Artikel i vetenskaplig tidskrift
Författare J. Vesterbacka
P. Nowak
B. Barqasho
S. Abdurahman
J. Nystrom
Staffan Nilsson
H. Funaoka
T. Kanda
Lars-Magnus Andersson
Magnus Gisslén
A. Sonnerborg
Publicerad i PLoS ONE
Volym 8
Nummer/häfte 1
ISSN 1932-6203
Publiceringsår 2013
Publicerad vid Institutionen för matematiska vetenskaper, matematisk statistik
Institutionen för biomedicin, avdelningen för infektionssjukdomar
Språk en
Länkar dx.doi.org/10.1371/journal.pone.005...

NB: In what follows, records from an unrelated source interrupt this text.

// self
use crate::{
	obs::{CallKind, CallOutcome},
	rate_limit::ThrottleEvent,
};

/// Records a call outcome via the global metrics recorder (when enabled).
pub fn record_call_outcome(kind: CallKind, outcome: CallOutcome) {
	#[cfg(feature = "metrics")]
	{
		metrics::counter!(
			"meli_sdk_call_total",
			"call" => kind.as_str(),
			"outcome" => outcome.as_str()
		)
		.increment(1);
	}

	#[cfg(not(feature = "metrics"))]
	{
		let _ = (kind, outcome);
	}
}

/// Records a throttling event via the global metrics recorder (when enabled).
pub fn record_throttle(event: &ThrottleEvent) {
	#[cfg(feature = "metrics")]
	{
		metrics::counter!("meli_sdk_throttle_total").increment(1);
		metrics::histogram!("meli_sdk_throttle_wait_seconds").record(event.wait.as_seconds_f64());
	}

	#[cfg(not(feature = "metrics"))]
	{
		let _ = event;
	}
}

https://gup.ub.gu.se/file/97375
Ämneskategorier Klinisk medicin

Sammanfattning

Objectives: We investigated whether there are differences in the effects on microbial translocation (MT) and enterocyte damage by different antiretroviral therapy (ART) regimens after 1.5 years and whether antibiotic use has impact on MT. In a randomized clinical trial (NCT01445223) on first line ART, patients started either lopinavir/r (LPV/r) (n = 34) or efavirenz (EFV) containing ART (n = 37). Lipopolysaccharide (LPS), sCD14, anti-flagellin antibodies and intestinal fatty acid binding protein (I-FABP) levels were determined in plasma at baseline (BL) and week 72 (w72). Results: The levels of LPS and sCD14 were reduced from BL to w72 (157.5 pg/ml vs. 140.0 pg/ml, p = 0.0003; 3.13 ug/ml vs. 2.85 ug/ml, p = 0.005, respectively). The levels of anti-flagellin antibodies had decreased at w72 (0.35 vs 0.31 [OD]; p<0.0004), although significantly only in the LPV/r arm. I-FABP levels increased at w72 (2.26 ng/ml vs 3.13 ng/ml; p<0.0001), although significantly in EFV treated patients only. Patients given antibiotics at BL had lower sCD14 levels at w72 as revealed by ANCOVA compared to those who did not receive (Delta = -0.47 mu g/ml; p = 0.015). Conclusions: Markers of MT and enterocyte damage are elevated in untreated HIV-1 infected patients. Long-term ART reduces the levels, except for I-FABP which role as a marker of MT is questionable in ART-experienced patients. Why the enterocyte damage seems to persist remains to be established. Also antibiotic usage may influence the kinetics of the markers of MT.